- **REQUIRED WORK**
Filter the records below and copy every line containing the word "Builds".

Segment Start: EXTRACTED INFORMATION

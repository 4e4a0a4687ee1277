//! DOM keypad for the browser frontend
//!
//! Builds the seventeen keypad buttons from the shared layout. Each button's
//! element id is the key's identity string and its `value` attribute is the
//! key's glyph, so a click event carries exactly the identity/value pair the
//! classification boundary expects.

use crate::core::key::Key;
use crate::core::token::Operator;
use crate::keypad::Keypad;

use super::dom::{DomElement, MockDom};

/// Element id of the display region
pub const DISPLAY_ID: &str = "display";

/// CSS class carried by every keypad button
pub const KEY_CLASS: &str = "key";

/// CSS class marking the highlighted operator button
pub const ACTIVE_CLASS: &str = "is-active";

/// Builds DOM elements for the calculator page
#[derive(Debug, Clone)]
pub struct DomKeypad {
    layout: Keypad,
}

impl Default for DomKeypad {
    fn default() -> Self {
        Self::new()
    }
}

impl DomKeypad {
    /// Creates the DOM keypad over the standard layout
    #[must_use]
    pub fn new() -> Self {
        Self {
            layout: Keypad::new(),
        }
    }

    /// Returns the shared layout
    #[must_use]
    pub fn layout(&self) -> &Keypad {
        &self.layout
    }

    /// Builds the display element
    #[must_use]
    pub fn display_element(&self) -> DomElement {
        DomElement::new("div")
            .with_id(DISPLAY_ID)
            .with_class("screen")
            .with_text("0")
    }

    /// Builds one button element per key
    #[must_use]
    pub fn button_elements(&self) -> Vec<DomElement> {
        self.layout
            .keys()
            .iter()
            .map(|def| {
                let mut button = DomElement::new("button")
                    .with_id(def.key.id())
                    .with_text(def.key.value())
                    .with_class(KEY_CLASS)
                    .with_attr("value", def.key.value());
                if def.col_span > 1 {
                    button = button.with_class("key-wide");
                }
                if def.row_span > 1 {
                    button = button.with_class("key-tall");
                }
                button
            })
            .collect()
    }

    /// Registers the display and all buttons into a DOM
    pub fn install(&self, dom: &mut MockDom) {
        dom.register(self.display_element());
        for button in self.button_elements() {
            dom.register(button);
        }
    }

    /// Maps a DOM keyboard `key` string to a calculator key
    #[must_use]
    pub fn key_from_keyboard(key: &str) -> Option<Key> {
        let mut chars = key.chars();
        if let (Some(ch), None) = (chars.next(), chars.next()) {
            if let Some(digit) = ch.to_digit(10) {
                return Some(Key::Digit(digit as u8));
            }
            if let Some(op) = Operator::from_symbol(ch) {
                return Some(Key::Operator(op));
            }
        }
        match key {
            "." => Some(Key::Decimal),
            "=" | "Enter" => Some(Key::Equals),
            "Escape" | "c" | "C" => Some(Key::Clear),
            _ => None,
        }
    }
}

Segment End: EXTRACTED INFORMATION

- **WRITTEN SOLUTION**
//! Builds the seventeen keypad buttons from the shared layout. Each button's
/// Builds DOM elements for the calculator page
    /// Builds the display element
    /// Builds one button element per key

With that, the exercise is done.